§ **Exercise description**
One number is the expected answer: the count of lines in the material below containing the word "FrameRate".

◆ ◆ ◆

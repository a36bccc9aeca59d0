//! Frame extraction and reassembly.
//!
//! The engine drives extraction one effect at a time (probe, ffmpeg, count)
//! so it can cancel between steps, and counts frames with
//! [`count_frames_async`]. [`extract`] and [`reassemble`] are standalone
//! entry points running the same steps back to back, for callers that use
//! frame I/O without an [`Engine`](crate::engine::Engine).

use crate::config::{EncodeConfig, ToolsConfig};
use crate::error::PipelineError;
use crate::frame_rate::FrameRate;
use crate::probe::probe_file;
use crate::runner::{Notify, RunnerEvent, StageRunner};
use crate::stages::{
    build_extract_invocation, build_reassemble_invocation, ReassembleParams, FRAME_EXTENSION,
};
use std::path::{Path, PathBuf};
use std::sync::Arc;
use walkdir::WalkDir;

/// What extraction measured
#[derive(Debug, Clone, Copy, PartialEq, Eq)]
pub struct Extracted {
    pub frame_rate: FrameRate,
    pub frame_count: u64,
}

/// Count the frame images directly inside `dir`
pub fn count_frames(dir: &Path) -> Result<u64, PipelineError> {
    let mut count = 0;
    for entry in WalkDir::new(dir).min_depth(1).max_depth(1) {
        let entry = entry.map_err(|e| {
            PipelineError::Io(format!("reading frames in {}: {}", dir.display(), e))
        })?;
        let is_frame = entry.file_type().is_file()
            && entry
                .path()
                .extension()
                .map(|ext| ext.eq_ignore_ascii_case(FRAME_EXTENSION))
                .unwrap_or(false);
        if is_frame {
            count += 1;
        }
    }
    Ok(count)
}

/// [`count_frames`] on the blocking pool
pub async fn count_frames_async(dir: PathBuf) -> Result<u64, PipelineError> {
    tokio::task::spawn_blocking(move || count_frames(&dir))
        .await
        .map_err(|e| PipelineError::Io(format!("frame count task failed: {}", e)))?
}

/// Tool output goes to the debug log only
fn log_output(tool: &'static str) -> Notify {
    Arc::new(move |event| {
        if let RunnerEvent::Output(line) = event {
            tracing::debug!(tool, "{}", line);
        }
    })
}

/// Decode `input` into numbered frames under `frames_dir`. Standalone; the
/// engine runs these steps as separate effects.
///
/// The rate is the container's nominal rate; the count is what ffmpeg wrote.
pub async fn extract(
    tools: &ToolsConfig,
    runner: &StageRunner,
    input: &Path,
    frames_dir: &Path,
) -> Result<Extracted, PipelineError> {
    let probe = probe_file(&tools.ffprobe, input)
        .await
        .map_err(|e| PipelineError::Probe(e.to_string()))?;

    tokio::fs::create_dir_all(frames_dir)
        .await
        .map_err(|e| PipelineError::io("creating frames directory", e))?;

    let invocation = build_extract_invocation(&tools.ffmpeg, input, frames_dir, probe.frame_rate);
    let label = invocation.label.clone();
    runner
        .start(invocation, log_output("ffmpeg"))
        .wait()
        .await
        .into_result(&label)?;

    let frame_count = count_frames_async(frames_dir.to_path_buf()).await?;
    if frame_count == 0 {
        return Err(PipelineError::Io(format!(
            "no frames extracted from {}",
            input.display()
        )));
    }

    Ok(Extracted {
        frame_rate: probe.frame_rate,
        frame_count,
    })
}

/// Encode the numbered frames of `params.frames_dir` into `params.output_path`.
/// Standalone; the engine launches the same invocation through its runner.
pub async fn reassemble(
    ffmpeg: &Path,
    encode: &EncodeConfig,
    runner: &StageRunner,
    params: &ReassembleParams,
) -> Result<(), PipelineError> {
    let invocation = build_reassemble_invocation(ffmpeg, encode, params);
    let label = invocation.label.clone();
    runner
        .start(invocation, log_output("ffmpeg"))
        .wait()
        .await
        .into_result(&label)
}
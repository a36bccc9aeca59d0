//! Status HTTP server.
//!
//! Serves the engine's [`StatusSnapshot`] as JSON at `GET /status`.

use axum::{extract::State, routing::get, Json, Router};
use std::net::SocketAddr;
use thiserror::Error;

use crate::status::{SharedStatus, StatusSnapshot};

/// Errors that can occur when running the status server
#[derive(Debug, Error)]
pub enum ServerError {
    #[error("Failed to bind to address: {0}")]
    BindError(#[from] std::io::Error),
}

async fn get_status(State(status): State<SharedStatus>) -> Json<StatusSnapshot> {
    let snapshot = status.read().await.clone();
    Json(snapshot)
}

pub fn create_status_router(status: SharedStatus) -> Router {
    Router::new()
        .route("/status", get(get_status))
        .with_state(status)
}

/// Serve `status` on `addr` until the task is dropped
pub async fn run_status_server(status: SharedStatus, addr: SocketAddr) -> Result<(), ServerError> {
    let app = create_status_router(status);
    let listener = tokio::net::TcpListener::bind(addr).await?;
    tracing::info!(%addr, "status server listening");
    axum::serve(listener, app).await?;
    Ok(())
}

◆ ◆ ◆

§ **Output**
2